• Your task: Where does the string "SharedTransport" occur in the entries below? Copy every line where it does.

• Data for this task:

__________

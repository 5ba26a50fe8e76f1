//! Transport trait: the hand-off point to the ingestion service

use super::{config::EffectiveConfig, error::Result, log_record::LogRecord};
use std::sync::Arc;

/// Delivers batches of records for one log name.
///
/// Called concurrently from every worker of a dispatcher. Errors and panics
/// are contained by the dispatcher; they never reach the logging caller.
pub trait Transport: Send + Sync {
    fn send(&self, log_name: &str, entries: &[LogRecord], namespace: &str) -> Result<()>;

    fn name(&self) -> &str;
}

/// Builds the transport for a newly created dispatcher.
///
/// Implemented for closures, so a registry can be given
/// `|config| Ok(Arc::new(MyTransport::new(config)) as Arc<dyn Transport>)`.
pub trait TransportFactory: Send + Sync {
    fn create(&self, config: &EffectiveConfig) -> Result<Arc<dyn Transport>>;
}

impl<F> TransportFactory for F
where
    F: Fn(&EffectiveConfig) -> Result<Arc<dyn Transport>> + Send + Sync,
{
    fn create(&self, config: &EffectiveConfig) -> Result<Arc<dyn Transport>> {
        self(config)
    }
}

/// Factory handing out clones of one shared transport
#[derive(Clone)]
pub struct SharedTransport(pub Arc<dyn Transport>);

impl TransportFactory for SharedTransport {
    fn create(&self, _config: &EffectiveConfig) -> Result<Arc<dyn Transport>> {
        Ok(Arc::clone(&self.0))
    }
}
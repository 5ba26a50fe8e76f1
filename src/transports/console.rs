//! Console transport: prints records instead of sending them

use crate::core::{LogLevel, LogRecord, Result, Transport};
use colored::Colorize;
use std::io::Write;

pub struct ConsoleTransport {
    use_colors: bool,
}

impl ConsoleTransport {
    pub fn new() -> Self {
        Self { use_colors: true }
    }

    pub fn with_colors(use_colors: bool) -> Self {
        Self { use_colors }
    }

    fn format_record(&self, record: &LogRecord, namespace: &str) -> String {
        let level_str = if self.use_colors {
            format!("{:5}", record.level.to_str())
                .color(record.level.color_code())
                .to_string()
        } else {
            format!("{:5}", record.level.to_str())
        };

        let mut line = format!(
            "[{}] [{}] {}/{} - {}",
            record.timestamp.format("%Y-%m-%d %H:%M:%S%.3f"),
            level_str,
            namespace,
            record.log_name,
            record.message
        );

        if !record.context.is_empty() {
            let fields = record
                .context
                .iter()
                .map(|(k, v)| format!("{}={}", k, v))
                .collect::<Vec<_>>()
                .join(" ");
            line.push(' ');
            line.push_str(&fields);
        }

        let mut error = record.error.as_ref();
        let mut prefix = "error";
        while let Some(info) = error {
            line.push_str(&format!("\n  {} {}: {}", prefix, info.type_name, info.message));
            prefix = "caused by";
            error = info.cause.as_deref();
        }

        line
    }
}

impl Default for ConsoleTransport {
    fn default() -> Self {
        Self::new()
    }
}

impl Transport for ConsoleTransport {
    fn send(&self, _log_name: &str, entries: &[LogRecord], namespace: &str) -> Result<()> {
        let stdout = std::io::stdout();
        let stderr = std::io::stderr();
        let mut out = stdout.lock();
        let mut err = stderr.lock();

        // Error and Fatal go to stderr, the rest to stdout
        for record in entries {
            let line = self.format_record(record, namespace);
            match record.level {
                LogLevel::Error | LogLevel::Fatal => writeln!(err, "{}", line)?,
                _ => writeln!(out, "{}", line)?,
            }
        }

        out.flush()?;
        err.flush()?;
        Ok(())
    }

    fn name(&self) -> &str {
        "console"
    }
}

__________

• Problem solution:
pub struct SharedTransport(pub Arc<dyn Transport>);
impl TransportFactory for SharedTransport {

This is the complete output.